**MATERIAL FOR THIS EXERCISE**
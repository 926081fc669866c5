//! Event envelope.
//!
//! Every frame is a two-element JSON array: the event name followed by its
//! payload object. The name selects the payload type, so decoding is a match
//! on the name followed by a typed deserialization of the payload.

use serde::Serialize;
use serde_json::Value;

use crate::{
    JoinRequest, LanguageChangeRequest, LanguageChanged, PresenceNotice, ReceivedMessage,
    RosterUpdate, SendMessage,
    errors::{ProtocolError, Result},
};

/// Wire names of protocol events.
pub mod names {
    /// Client: join or rejoin a room.
    pub const JOIN_CHAT: &str = "join_chat";
    /// Client: change display language.
    pub const CHANGE_LANGUAGE: &str = "change_language";
    /// Client: post a chat message.
    pub const SEND_MESSAGE: &str = "send_message";
    /// Server: chat message for this participant.
    pub const RECEIVE_MESSAGE: &str = "receive_message";
    /// Server: someone joined the room.
    pub const USER_JOINED: &str = "user_joined";
    /// Server: someone left the room.
    pub const USER_LEFT: &str = "user_left";
    /// Server: full roster snapshot.
    pub const UPDATE_USERS: &str = "update_users";
    /// Server: language change confirmed.
    pub const LANGUAGE_CHANGED: &str = "language_changed";
}

/// Events sent from client to server.
#[derive(Debug, Clone, PartialEq, Eq)]
pub enum Outbound {
    /// Join (or rejoin) a room.
    Join(JoinRequest),
    /// Change display language.
    ChangeLanguage(LanguageChangeRequest),
    /// Post a chat message.
    SendMessage(SendMessage),
}

impl Outbound {
    /// Wire name of this event.
    pub const fn name(&self) -> &'static str {
        match self {
            Self::Join(_) => names::JOIN_CHAT,
            Self::ChangeLanguage(_) => names::CHANGE_LANGUAGE,
            Self::SendMessage(_) => names::SEND_MESSAGE,
        }
    }

    /// Encode as a text frame.
    pub fn encode(&self) -> Result<String> {
        match self {
            Self::Join(p) => encode_envelope(self.name(), p),
            Self::ChangeLanguage(p) => encode_envelope(self.name(), p),
            Self::SendMessage(p) => encode_envelope(self.name(), p),
        }
    }

    /// Decode a text frame sent by a client.
    pub fn decode(text: &str) -> Result<Self> {
        let (name, payload) = split_envelope(text)?;
        match name.as_str() {
            names::JOIN_CHAT => Ok(Self::Join(serde_json::from_value(payload)?)),
            names::CHANGE_LANGUAGE => Ok(Self::ChangeLanguage(serde_json::from_value(payload)?)),
            names::SEND_MESSAGE => Ok(Self::SendMessage(serde_json::from_value(payload)?)),
            _ => Err(ProtocolError::UnknownEvent(name)),
        }
    }
}

/// Events pushed from server to client.
#[derive(Debug, Clone, PartialEq, Eq)]
pub enum Inbound {
    /// Chat message.
    Message(ReceivedMessage),
    /// Presence notice: someone joined.
    UserJoined(PresenceNotice),
    /// Presence notice: someone left.
    UserLeft(PresenceNotice),
    /// Full roster snapshot.
    Roster(RosterUpdate),
    /// Language change confirmed.
    LanguageChanged(LanguageChanged),
}

impl Inbound {
    /// Wire name of this event.
    pub const fn name(&self) -> &'static str {
        match self {
            Self::Message(_) => names::RECEIVE_MESSAGE,
            Self::UserJoined(_) => names::USER_JOINED,
            Self::UserLeft(_) => names::USER_LEFT,
            Self::Roster(_) => names::UPDATE_USERS,
            Self::LanguageChanged(_) => names::LANGUAGE_CHANGED,
        }
    }

    /// Encode as a text frame.
    pub fn encode(&self) -> Result<String> {
        match self {
            Self::Message(p) => encode_envelope(self.name(), p),
            Self::UserJoined(p) | Self::UserLeft(p) => encode_envelope(self.name(), p),
            Self::Roster(p) => encode_envelope(self.name(), p),
            Self::LanguageChanged(p) => encode_envelope(self.name(), p),
        }
    }

    /// Decode a text frame sent by the server.
    pub fn decode(text: &str) -> Result<Self> {
        let (name, payload) = split_envelope(text)?;
        match name.as_str() {
            names::RECEIVE_MESSAGE => Ok(Self::Message(serde_json::from_value(payload)?)),
            names::USER_JOINED => Ok(Self::UserJoined(serde_json::from_value(payload)?)),
            names::USER_LEFT => Ok(Self::UserLeft(serde_json::from_value(payload)?)),
            names::UPDATE_USERS => Ok(Self::Roster(serde_json::from_value(payload)?)),
            names::LANGUAGE_CHANGED => Ok(Self::LanguageChanged(serde_json::from_value(payload)?)),
            _ => Err(ProtocolError::UnknownEvent(name)),
        }
    }
}

fn encode_envelope<T: Serialize>(name: &str, payload: &T) -> Result<String> {
    Ok(serde_json::to_string(&(name, payload))?)
}

fn split_envelope(text: &str) -> Result<(String, Value)> {
    serde_json::from_str::<(String, Value)>(text)
        .map_err(|e| ProtocolError::MalformedEnvelope(e.to_string()))
}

**INSTRUCTIONS FOR THE TASK**
Repeat only the stretch of lines that begins at the line containing "Ok(serde_json::to_string(&(name, payload))?)" and ends at the last line above, both included.

**ANSWER SECTION**
    Ok(serde_json::to_string(&(name, payload))?)
}

fn split_envelope(text: &str) -> Result<(String, Value)> {
    serde_json::from_str::<(String, Value)>(text)
        .map_err(|e| ProtocolError::MalformedEnvelope(e.to_string()))
}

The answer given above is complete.